Some letters refer to past correspondence which can be found by clicking here.
Safe routes will end crossings
Christopher Hudson-Gool asked last week where are the safe routes. Well, the only ones currently in operation are the limited Ukrainian, Afghan and Hong Kong versions.
Of the first, many have come, but due to this government’s bungling, more still remain waiting in Ukraine.
The Afghan one was largely limited to those who had helped the British, such as interpreters, and were thus at risk from the Taliban. Given that many others live in fear of that group now back in charge, they appear to have been abandoned to their fates. Of those from Hong Kong, over 72,000 have arrived.
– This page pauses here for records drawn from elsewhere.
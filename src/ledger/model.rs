//! Loan records and pure transition arithmetic

use chrono::{DateTime, Utc};
use rust_decimal::Decimal;
use serde::{Deserialize, Serialize};
use uuid::Uuid;

use crate::error::{LendingError, LendingResult};
use crate::models::CollateralAsset;
use crate::risk;
use crate::risk::params::RiskParameters;

/// Loan status enum
///
/// `Active` is the only mutable state; `Completed` and `Liquidated` are
/// terminal and absorbing.
#[derive(Debug, Serialize, Deserialize, sqlx::Type, Clone, Copy, PartialEq, Eq)]
#[sqlx(type_name = "loan_status", rename_all = "lowercase")]
#[serde(rename_all = "lowercase")]
pub enum LoanStatus {
    Active,
    Completed,
    Liquidated,
}

/// Loan model
///
/// Interest rate and liquidation threshold are snapshotted from the risk
/// parameter book at origination; later policy edits never touch open loans.
/// Accrued interest and health factor are derived on read and never stored.
#[derive(Debug, Clone, Serialize, Deserialize, sqlx::FromRow)]
pub struct Loan {
    pub id: Uuid,
    pub asset_id: String,
    pub collection_id: String,
    /// Collateral valuation at origination, the LTV denominator
    pub collateral_value: Decimal,
    pub valued_at: DateTime<Utc>,
    pub borrower_id: Uuid,
    pub principal: Decimal,
    pub borrow_token: String,
    pub interest_rate_bps: i32,
    pub liquidation_threshold: Decimal,
    pub cumulative_repaid: Decimal,
    pub status: LoanStatus,
    pub originated_at: DateTime<Utc>,
    pub closed_at: Option<DateTime<Utc>>,
    pub created_at: DateTime<Utc>,
    pub updated_at: DateTime<Utc>,
}

impl Loan {
    pub fn is_active(&self) -> bool {
        self.status == LoanStatus::Active
    }

    /// Principal still outstanding after repayments
    pub fn outstanding_principal(&self) -> Decimal {
        risk::outstanding_principal(self.principal, self.cumulative_repaid)
    }

    /// Interest accrued from origination to `now`
    pub fn accrued_interest(&self, now: DateTime<Utc>) -> Decimal {
        risk::accrued_interest(
            self.principal,
            self.cumulative_repaid,
            self.interest_rate_bps,
            self.originated_at,
            now,
        )
    }

    /// Outstanding principal plus accrued interest, never negative
    pub fn total_owed(&self, now: DateTime<Utc>) -> Decimal {
        risk::total_owed(
            self.principal,
            self.cumulative_repaid,
            self.interest_rate_bps,
            self.originated_at,
            now,
        )
    }

    pub fn days_active(&self, now: DateTime<Utc>) -> i64 {
        let end = self.closed_at.unwrap_or(now);
        (end - self.originated_at).num_days().max(0)
    }

    pub fn collateral_asset(&self) -> Option<CollateralAsset> {
        CollateralAsset::parse(&self.asset_id)
    }
}

/// Repayment audit record, append-only.
///
/// `amount` is what was applied to the loan; anything tendered beyond the
/// total owed is reported back in `excess`, never silently kept. The sum of
/// `amount` over a loan's records always equals its `cumulative_repaid`.
#[derive(Debug, Clone, Serialize, Deserialize, sqlx::FromRow)]
pub struct RepaymentRecord {
    pub id: Uuid,
    pub loan_id: Uuid,
    pub request_id: Uuid,
    pub amount: Decimal,
    pub excess: Decimal,
    pub settlement_tx_hash: String,
    pub resulting_total_owed: Decimal,
    pub resulting_health_factor: Option<Decimal>,
    pub created_at: DateTime<Utc>,
}

/// Request to open a loan.
///
/// `settlement_tx_hash` references the confirmed custody transfer; the
/// settlement layer calls in only after its own transaction confirms.
#[derive(Debug, Deserialize)]
pub struct OpenLoanRequest {
    pub collection_id: String,
    pub token_id: String,
    pub borrower_id: Uuid,
    pub principal: Decimal,
    pub borrow_token: String,
    pub settlement_tx_hash: String,
}

/// Request to repay against a loan.
///
/// `request_id` is the caller's idempotency key: retrying the same request
/// returns the original outcome without applying the amount twice.
#[derive(Debug, Deserialize)]
pub struct RepayRequest {
    pub amount: Decimal,
    pub request_id: Uuid,
    pub settlement_tx_hash: String,
}

/// Query for listing loans
#[derive(Debug, Default, Deserialize)]
pub struct ListLoansQuery {
    pub borrower_id: Option<Uuid>,
    pub status: Option<LoanStatus>,
    pub page: Option<i32>,
    pub limit: Option<i32>,
}

/// Validate a requested principal against the collection policy.
///
/// Enforced at origination only: later collateral price drops are expected
/// and are exactly what produces liquidation risk.
pub fn validate_open_principal(
    params: &RiskParameters,
    collateral_value: Decimal,
    principal: Decimal,
) -> LendingResult<()> {
    if principal <= Decimal::ZERO {
        return Err(LendingError::InvalidAmount(principal));
    }
    let max_borrow = params.max_borrow(collateral_value);
    if principal > max_borrow {
        return Err(LendingError::ExceedsMaxLtv {
            requested: principal,
            max_borrow,
        });
    }
    Ok(())
}

/// Planned effect of applying a repayment to a loan at an instant.
///
/// Pure: computing a plan never mutates anything, so the same arithmetic
/// backs both `preview_repayment` and the committed `repay` path.
#[derive(Debug, Clone, Serialize)]
pub struct RepaymentPlan {
    /// Amount applied to the loan, capped at total owed
    pub applied: Decimal,
    /// Refundable overage tendered beyond total owed
    pub excess: Decimal,
    pub new_cumulative_repaid: Decimal,
    pub resulting_total_owed: Decimal,
    pub resulting_health_factor: Option<Decimal>,
    /// Whether this repayment settles the loan and releases the collateral
    pub releases: bool,
}

impl RepaymentPlan {
    pub fn compute(
        loan: &Loan,
        amount: Decimal,
        collateral_value: Decimal,
        now: DateTime<Utc>,
    ) -> LendingResult<Self> {
        if !loan.is_active() {
            return Err(LendingError::LoanNotActive(loan.id));
        }
        if amount <= Decimal::ZERO {
            return Err(LendingError::InvalidAmount(amount));
        }

        let owed = loan.total_owed(now);
        let applied = amount.min(owed);
        let excess = amount - applied;
        let new_cumulative_repaid = loan.cumulative_repaid + applied;

        // Re-derive rather than subtract, so the recorded value matches what
        // any later read would recompute from the stored fields.
        let resulting_total_owed = risk::total_owed(
            loan.principal,
            new_cumulative_repaid,
            loan.interest_rate_bps,
            loan.originated_at,
            now,
        );
        let releases = resulting_total_owed <= Decimal::ZERO;
        let resulting_health_factor =
            risk::health::health_factor(collateral_value, resulting_total_owed);

        Ok(Self {
            applied,
            excess,
            new_cumulative_repaid,
            resulting_total_owed,
            resulting_health_factor,
            releases,
        })
    }

    pub fn preview(&self) -> RepaymentPreview {
        RepaymentPreview {
            new_total_owed: self.resulting_total_owed,
            new_health_factor: self.resulting_health_factor,
            will_release: self.releases,
        }
    }
}

/// Pure preview of a repayment, no mutation
#[derive(Debug, Clone, Serialize)]
pub struct RepaymentPreview {
    pub new_total_owed: Decimal,
    pub new_health_factor: Option<Decimal>,
    pub will_release: bool,
}

#[cfg(test)]
mod tests {
    use super::*;
    use chrono::Duration;
    use rust_decimal_macros::dec;

    fn origination() -> DateTime<Utc> {
        "2026-03-01T00:00:00Z".parse().unwrap()
    }

    pub(crate) fn test_loan(principal: Decimal, collateral_value: Decimal) -> Loan {
        Loan {
            id: Uuid::new_v4(),
            asset_id: "meridian-masks:742".to_string(),
            collection_id: "meridian-masks".to_string(),
            collateral_value,
            valued_at: origination(),
            borrower_id: Uuid::new_v4(),
            principal,
            borrow_token: "USDC".to_string(),
            interest_rate_bps: 850,
            liquidation_threshold: dec!(1.2),
            cumulative_repaid: Decimal::ZERO,
            status: LoanStatus::Active,
            originated_at: origination(),
            closed_at: None,
            created_at: origination(),
            updated_at: origination(),
        }
    }

    #[test]
    fn test_validate_open_principal_at_limit() {
        let params = RiskParameters {
            collection_id: "meridian-masks".to_string(),
            max_ltv_bps: 5000,
            liquidation_threshold: dec!(1.2),
            base_interest_rate_bps: 850,
        };

        // Exactly at the limit passes, one epsilon over fails
        assert!(validate_open_principal(&params, dec!(45.2), dec!(22.6)).is_ok());
        let err = validate_open_principal(&params, dec!(45.2), dec!(22.6000001)).unwrap_err();
        assert_eq!(err.error_code(), "EXCEEDS_MAX_LTV");
    }

    #[test]
    fn test_validate_open_principal_rejects_non_positive() {
        let params = RiskParameters {
            collection_id: "meridian-masks".to_string(),
            max_ltv_bps: 5000,
            liquidation_threshold: dec!(1.2),
            base_interest_rate_bps: 850,
        };

        assert!(validate_open_principal(&params, dec!(45.2), Decimal::ZERO).is_err());
        assert!(validate_open_principal(&params, dec!(45.2), dec!(-5)).is_err());
    }

    #[test]
    fn test_partial_repayment_plan() {
        // 5.0 against 18.0 owed: 13.0 remains, health factor improves, stays open
        let loan = test_loan(dec!(18.0), dec!(28.7));
        let plan = RepaymentPlan::compute(&loan, dec!(5.0), dec!(28.7), origination()).unwrap();

        assert_eq!(plan.applied, dec!(5.0));
        assert_eq!(plan.excess, Decimal::ZERO);
        assert_eq!(plan.resulting_total_owed, dec!(13.0));
        assert_eq!(plan.resulting_health_factor.unwrap().round_dp(3), dec!(2.208));
        assert!(!plan.releases);
    }

    #[test]
    fn test_full_repayment_plan_releases() {
        let loan = test_loan(dec!(18.0), dec!(28.7));
        let now = origination() + Duration::days(10);
        let owed = loan.total_owed(now);

        let plan = RepaymentPlan::compute(&loan, owed, dec!(28.7), now).unwrap();
        assert_eq!(plan.applied, owed);
        assert_eq!(plan.excess, Decimal::ZERO);
        assert_eq!(plan.resulting_total_owed, Decimal::ZERO);
        assert_eq!(plan.resulting_health_factor, None);
        assert!(plan.releases);
    }

    #[test]
    fn test_over_repayment_reports_excess() {
        let loan = test_loan(dec!(18.0), dec!(28.7));
        let plan = RepaymentPlan::compute(&loan, dec!(20.0), dec!(28.7), origination()).unwrap();

        assert_eq!(plan.applied, dec!(18.0));
        assert_eq!(plan.excess, dec!(2.0));
        assert_eq!(plan.resulting_total_owed, Decimal::ZERO);
        assert!(plan.releases);
    }

    #[test]
    fn test_plan_rejects_inactive_loan() {
        let mut loan = test_loan(dec!(18.0), dec!(28.7));
        loan.status = LoanStatus::Completed;

        let err = RepaymentPlan::compute(&loan, dec!(5.0), dec!(28.7), origination()).unwrap_err();
        assert_eq!(err.error_code(), "LOAN_NOT_ACTIVE");
    }

    #[test]
    fn test_plan_rejects_non_positive_amount() {
        let loan = test_loan(dec!(18.0), dec!(28.7));
        let err =
            RepaymentPlan::compute(&loan, Decimal::ZERO, dec!(28.7), origination()).unwrap_err();
        assert_eq!(err.error_code(), "INVALID_AMOUNT");
    }

    #[test]
    fn test_days_active_stops_at_close() {
        let mut loan = test_loan(dec!(18.0), dec!(28.7));
        let now = origination() + Duration::days(40);

        assert_eq!(loan.days_active(now), 40);

        loan.closed_at = Some(origination() + Duration::days(12));
        assert_eq!(loan.days_active(now), 12);
    }
}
Of the asylum seekers - leaving aside the mostly economic Albanian migrants - the vast majority who have to arrive by small boats, either across the Channel or the Mediterranean, actually are eligible for refugee status. Most other European countries already take a lot more than the UK.
'Migrants aren't the reason we're losing hospital wards. This and the lack of council housing, decimated industrial sector and misuse of migrants as cheap labour are the fault of all governments since Mrs Thatcher...'
Safe routes for asylum have been campaigned on for the last 20 years or so but no government has been willing to grasp the nettle, preferring to try to dissuade, usually for political gain. Right now the Tunisian government has started using the same dehumanising and derogatory language, following the likes of the UK and Italy.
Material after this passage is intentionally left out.